In April of 2020, in the third week of the pandemic, Ann Palmerton wrote a blog about wearing masks. She wrote:


At the Last Supper, Jesus said to his disciples, “I give you a new commandment, that you love one another” (John 13:34). These days, one way we love one another is to wear a mask when we leave our homes.  We wear masks to protect other people. Love asks that we wear masks to protect others.


Love is once again asking us to wear masks. Even those of us who are vaccinated are being asked to wear masks. That is the request of a coalition of children’s hospitals across the country who took out full-page ads in Sunday’s newspapers calling for everyone to get vaccinated and continue to wear masks. Kids under 12 who are not eligible for vaccines are particularly vulnerable at this time.

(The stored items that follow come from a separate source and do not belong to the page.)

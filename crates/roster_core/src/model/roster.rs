//! Roster record types.
//!
//! # Responsibility
//! - Define NBA/NFL/NHL/MLB roster rows as they cross the write boundary.
//! - Provide by-name access to text fields for scanning, validation and
//!   normalization.
//!
//! # Invariants
//! - Field names returned by `text_fields()` are the external (PascalCase)
//!   names, matching serde naming.
//! - `key()` identifies the row in its roster table.
//! - A text primary key is scanned and validated but never normalized; it is
//!   exposed through `text_key()`, not `text_fields_mut()`.

use serde::{Deserialize, Serialize};
use std::fmt::{Display, Formatter};

/// League a roster record belongs to.
#[derive(Debug, Clone, Copy, PartialEq, Eq, Hash, Serialize, Deserialize)]
#[serde(rename_all = "UPPERCASE")]
pub enum Sport {
    /// Basketball.
    Nba,
    /// American football.
    Nfl,
    /// Ice hockey.
    Nhl,
    /// Baseball.
    Mlb,
}

impl Sport {
    /// Stable upper-case league code.
    pub fn code(self) -> &'static str {
        match self {
            Self::Nba => "NBA",
            Self::Nfl => "NFL",
            Self::Nhl => "NHL",
            Self::Mlb => "MLB",
        }
    }

    /// Parses a league code, ignoring surrounding whitespace and case.
    pub fn parse(value: &str) -> Option<Self> {
        match value.trim().to_ascii_uppercase().as_str() {
            "NBA" => Some(Self::Nba),
            "NFL" => Some(Self::Nfl),
            "NHL" => Some(Self::Nhl),
            "MLB" => Some(Self::Mlb),
            _ => None,
        }
    }
}

impl Display for Sport {
    fn fmt(&self, f: &mut Formatter<'_>) -> std::fmt::Result {
        f.write_str(self.code())
    }
}

/// Primary key of a roster row.
#[derive(Debug, Clone, PartialEq, Eq, Hash)]
pub enum RecordKey {
    /// Integer player id (NBA, NFL, NHL).
    Id(i64),
    /// Text player id (MLB).
    Code(String),
}

impl Display for RecordKey {
    fn fmt(&self, f: &mut Formatter<'_>) -> std::fmt::Result {
        match self {
            Self::Id(id) => write!(f, "{id}"),
            Self::Code(code) => f.write_str(code),
        }
    }
}

/// By-name view over a roster record's text fields.
///
/// Implementations list fields in a fixed order; `TEXT_FIELDS` carries the
/// same names so policy descriptors can be built without an instance.
pub trait RosterRecord {
    /// League this record type belongs to.
    const SPORT: Sport;
    /// External names of every text field, in `text_fields()` order.
    const TEXT_FIELDS: &'static [&'static str];

    /// Primary key of this row.
    fn key(&self) -> RecordKey;

    /// Current text field values by external name.
    fn text_fields(&self) -> Vec<(&'static str, Option<&str>)>;

    /// Mutable text field slots by external name.
    fn text_fields_mut(&mut self) -> Vec<(&'static str, &mut Option<String>)>;

    /// External name of the primary key when it is text-valued.
    const TEXT_KEY: Option<&'static str> = None;

    /// Text primary key value, when `TEXT_KEY` is set.
    fn text_key(&self) -> Option<&str> {
        None
    }

    /// Read-only walk over the text key (if any) followed by `text_fields()`.
    fn scanned_fields(&self) -> Vec<(&'static str, Option<&str>)> {
        let mut fields = Vec::with_capacity(Self::TEXT_FIELDS.len() + 1);
        if let Some(name) = Self::TEXT_KEY {
            fields.push((name, self.text_key()));
        }
        fields.extend(self.text_fields());
        fields
    }
}

/// NBA roster row.
#[derive(Debug, Clone, Default, PartialEq, Eq, Serialize, Deserialize)]
#[serde(rename_all = "PascalCase")]
pub struct NbaRoster {
    #[serde(rename = "playerID")]
    pub player_id: i64,
    pub first_name: Option<String>,
    pub last_name: Option<String>,
    pub team: Option<String>,
    pub number: Option<String>,
    pub position: Option<String>,
    pub height: Option<String>,
    pub weight: Option<String>,
    pub date_of_birth: Option<String>,
    pub college: Option<String>,
}

impl RosterRecord for NbaRoster {
    const SPORT: Sport = Sport::Nba;
    const TEXT_FIELDS: &'static [&'static str] = &[
        "FirstName",
        "LastName",
        "Team",
        "Number",
        "Position",
        "Height",
        "Weight",
        "DateOfBirth",
        "College",
    ];

    fn key(&self) -> RecordKey {
        RecordKey::Id(self.player_id)
    }

    fn text_fields(&self) -> Vec<(&'static str, Option<&str>)> {
        vec![
            ("FirstName", self.first_name.as_deref()),
            ("LastName", self.last_name.as_deref()),
            ("Team", self.team.as_deref()),
            ("Number", self.number.as_deref()),
            ("Position", self.position.as_deref()),
            ("Height", self.height.as_deref()),
            ("Weight", self.weight.as_deref()),
            ("DateOfBirth", self.date_of_birth.as_deref()),
            ("College", self.college.as_deref()),
        ]
    }

    fn text_fields_mut(&mut self) -> Vec<(&'static str, &mut Option<String>)> {
        vec![
            ("FirstName", &mut self.first_name),
            ("LastName", &mut self.last_name),
            ("Team", &mut self.team),
            ("Number", &mut self.number),
            ("Position", &mut self.position),
            ("Height", &mut self.height),
            ("Weight", &mut self.weight),
            ("DateOfBirth", &mut self.date_of_birth),
            ("College", &mut self.college),
        ]
    }
}

/// NFL roster row.
///
/// `weight` and `number` are stored as integers and therefore bypass the
/// text pipeline.
#[derive(Debug, Clone, Default, PartialEq, Eq, Serialize, Deserialize)]
#[serde(rename_all = "PascalCase")]
pub struct NflRoster {
    pub player_id: i64,
    pub name: Option<String>,
    pub first_name: Option<String>,
    pub last_name: Option<String>,
    pub team: Option<String>,
    pub position: Option<String>,
    pub fantasy_position: Option<String>,
    pub position_category: Option<String>,
    pub height: Option<String>,
    pub weight: Option<i64>,
    pub number: Option<i64>,
    pub current_status: Option<String>,
    pub current_status_color: Option<String>,
    pub age: Option<String>,
    pub college: Option<String>,
    pub injury_status: Option<String>,
    pub short_name: Option<String>,
}

impl RosterRecord for NflRoster {
    const SPORT: Sport = Sport::Nfl;
    const TEXT_FIELDS: &'static [&'static str] = &[
        "Name",
        "FirstName",
        "LastName",
        "Team",
        "Position",
        "FantasyPosition",
        "PositionCategory",
        "Height",
        "CurrentStatus",
        "CurrentStatusColor",
        "Age",
        "College",
        "InjuryStatus",
        "ShortName",
    ];

    fn key(&self) -> RecordKey {
        RecordKey::Id(self.player_id)
    }

    fn text_fields(&self) -> Vec<(&'static str, Option<&str>)> {
        vec![
            ("Name", self.name.as_deref()),
            ("FirstName", self.first_name.as_deref()),
            ("LastName", self.last_name.as_deref()),
            ("Team", self.team.as_deref()),
            ("Position", self.position.as_deref()),
            ("FantasyPosition", self.fantasy_position.as_deref()),
            ("PositionCategory", self.position_category.as_deref()),
            ("Height", self.height.as_deref()),
            ("CurrentStatus", self.current_status.as_deref()),
            ("CurrentStatusColor", self.current_status_color.as_deref()),
            ("Age", self.age.as_deref()),
            ("College", self.college.as_deref()),
            ("InjuryStatus", self.injury_status.as_deref()),
            ("ShortName", self.short_name.as_deref()),
        ]
    }

    fn text_fields_mut(&mut self) -> Vec<(&'static str, &mut Option<String>)> {
        vec![
            ("Name", &mut self.name),
            ("FirstName", &mut self.first_name),
            ("LastName", &mut self.last_name),
            ("Team", &mut self.team),
            ("Position", &mut self.position),
            ("FantasyPosition", &mut self.fantasy_position),
            ("PositionCategory", &mut self.position_category),
            ("Height", &mut self.height),
            ("CurrentStatus", &mut self.current_status),
            ("CurrentStatusColor", &mut self.current_status_color),
            ("Age", &mut self.age),
            ("College", &mut self.college),
            ("InjuryStatus", &mut self.injury_status),
            ("ShortName", &mut self.short_name),
        ]
    }
}

/// NHL roster row.
#[derive(Debug, Clone, Default, PartialEq, Eq, Serialize, Deserialize)]
#[serde(rename_all = "PascalCase")]
pub struct NhlRoster {
    pub player_id: i64,
    pub name: Option<String>,
    pub team: Option<String>,
    pub number: Option<String>,
    pub position: Option<String>,
    pub handed: Option<String>,
    pub age: Option<String>,
    pub drafted: Option<String>,
    pub birth_place: Option<String>,
    pub birth_country: Option<String>,
}

impl RosterRecord for NhlRoster {
    const SPORT: Sport = Sport::Nhl;
    const TEXT_FIELDS: &'static [&'static str] = &[
        "Name",
        "Team",
        "Number",
        "Position",
        "Handed",
        "Age",
        "Drafted",
        "BirthPlace",
        "BirthCountry",
    ];

    fn key(&self) -> RecordKey {
        RecordKey::Id(self.player_id)
    }

    fn text_fields(&self) -> Vec<(&'static str, Option<&str>)> {
        vec![
            ("Name", self.name.as_deref()),
            ("Team", self.team.as_deref()),
            ("Number", self.number.as_deref()),
            ("Position", self.position.as_deref()),
            ("Handed", self.handed.as_deref()),
            ("Age", self.age.as_deref()),
            ("Drafted", self.drafted.as_deref()),
            ("BirthPlace", self.birth_place.as_deref()),
            ("BirthCountry", self.birth_country.as_deref()),
        ]
    }

    fn text_fields_mut(&mut self) -> Vec<(&'static str, &mut Option<String>)> {
        vec![
            ("Name", &mut self.name),
            ("Team", &mut self.team),
            ("Number", &mut self.number),
            ("Position", &mut self.position),
            ("Handed", &mut self.handed),
            ("Age", &mut self.age),
            ("Drafted", &mut self.drafted),
            ("BirthPlace", &mut self.birth_place),
            ("BirthCountry", &mut self.birth_country),
        ]
    }
}

/// MLB roster row. The primary key is a text player id.
#[derive(Debug, Clone, Default, PartialEq, Eq, Serialize, Deserialize)]
#[serde(rename_all = "PascalCase")]
pub struct MlbRoster {
    #[serde(rename = "PlayerID")]
    pub player_id: String,
    pub first_name: Option<String>,
    pub last_name: Option<String>,
    pub team_name: Option<String>,
    pub league: Option<String>,
    pub number: Option<String>,
    pub position: Option<String>,
    pub throws: Option<String>,
    pub bats: Option<String>,
    pub height: Option<String>,
    pub weight: Option<String>,
    pub birth_country: Option<String>,
    pub birth_place: Option<String>,
}

impl RosterRecord for MlbRoster {
    const SPORT: Sport = Sport::Mlb;
    const TEXT_FIELDS: &'static [&'static str] = &[
        "FirstName",
        "LastName",
        "TeamName",
        "League",
        "Number",
        "Position",
        "Throws",
        "Bats",
        "Height",
        "Weight",
        "BirthCountry",
        "BirthPlace",
    ];

    const TEXT_KEY: Option<&'static str> = Some("PlayerID");

    fn key(&self) -> RecordKey {
        RecordKey::Code(self.player_id.clone())
    }

    fn text_key(&self) -> Option<&str> {
        Some(&self.player_id)
    }

    fn text_fields(&self) -> Vec<(&'static str, Option<&str>)> {
        vec![
            ("FirstName", self.first_name.as_deref()),
            ("LastName", self.last_name.as_deref()),
            ("TeamName", self.team_name.as_deref()),
            ("League", self.league.as_deref()),
            ("Number", self.number.as_deref()),
            ("Position", self.position.as_deref()),
            ("Throws", self.throws.as_deref()),
            ("Bats", self.bats.as_deref()),
            ("Height", self.height.as_deref()),
            ("Weight", self.weight.as_deref()),
            ("BirthCountry", self.birth_country.as_deref()),
            ("BirthPlace", self.birth_place.as_deref()),
        ]
    }

    fn text_fields_mut(&mut self) -> Vec<(&'static str, &mut Option<String>)> {
        vec![
            ("FirstName", &mut self.first_name),
            ("LastName", &mut self.last_name),
            ("TeamName", &mut self.team_name),
            ("League", &mut self.league),
            ("Number", &mut self.number),
            ("Position", &mut self.position),
            ("Throws", &mut self.throws),
            ("Bats", &mut self.bats),
            ("Height", &mut self.height),
            ("Weight", &mut self.weight),
            ("BirthCountry", &mut self.birth_country),
            ("BirthPlace", &mut self.birth_place),
        ]
    }
}
//! Core use-case services and the mutation security pipeline.
//!
//! # Responsibility
//! - Scan, validate and normalize untrusted roster values.
//! - Gate update/delete on row existence.
//! - Keep callers decoupled from storage details.

pub mod existence_gate;
pub mod field_validator;
pub mod mutation_pipeline;
pub mod normalizer;
pub mod roster_service;
pub mod threat_scanner;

I’m guessing that if Jesus walked the earth today, he would be wearing a mask. Because he really wants us to be healthy. When you sit down and read the gospel accounts, Jesus’ focus on healing is impossible to miss. He is consumed with the physical health of people: curing blindness, leprosy, and paralysis. I am convinced that Jesus’ heart breaks over the 4.5 million people who have died from Covid-19 and the continuing devastation of this pandemic.


As people of faith, we are called to do our part to alleviate suffering. Wearing a mask is a small good thing we can do at this challenging moment, something that contributes to the health and well-being of our entire community, especially the children.


I end this blog with the same blessing offered by Ann in 2020:

Adapted from Presbyterian Church of Aotearoa, New Zealand

On my own
what I have to give
doesn’t amount to much
in the face of so much need.

Put together as a congregation,
what we offer you in love
becomes more,
not simply added together,
but somehow multiplied in its usefulness.

We ask you to bless the gifts of masks and elastic,
and all our gifts, so that with the addition of your blessing,
just as it was with the loaves and fishes,
there is enough for all.  Amen


Besides getting vaccinated and wearing masks, what can we do to help keep children safe and well?


-written by Rev. Amy Miracle

One Comment

  1. Martha Campbell September 3, 2021 at 3:01 pm - Reply

    When you think about it masks have been an pervasive part of human existence used for a variety of reasons. There are the three comedic masks of the theater and endless masks used by civilizations often to call on their gods. In the Bubonic Plague people wore cloths over their faces mostly because of the odors but which served as protection from the plague. A recently arrested protester at our Congress who has pleaded guilty wore an elaborate mask with horns. Apparently he thought he was delivering a message. Today our masks are more simple but also speak a message.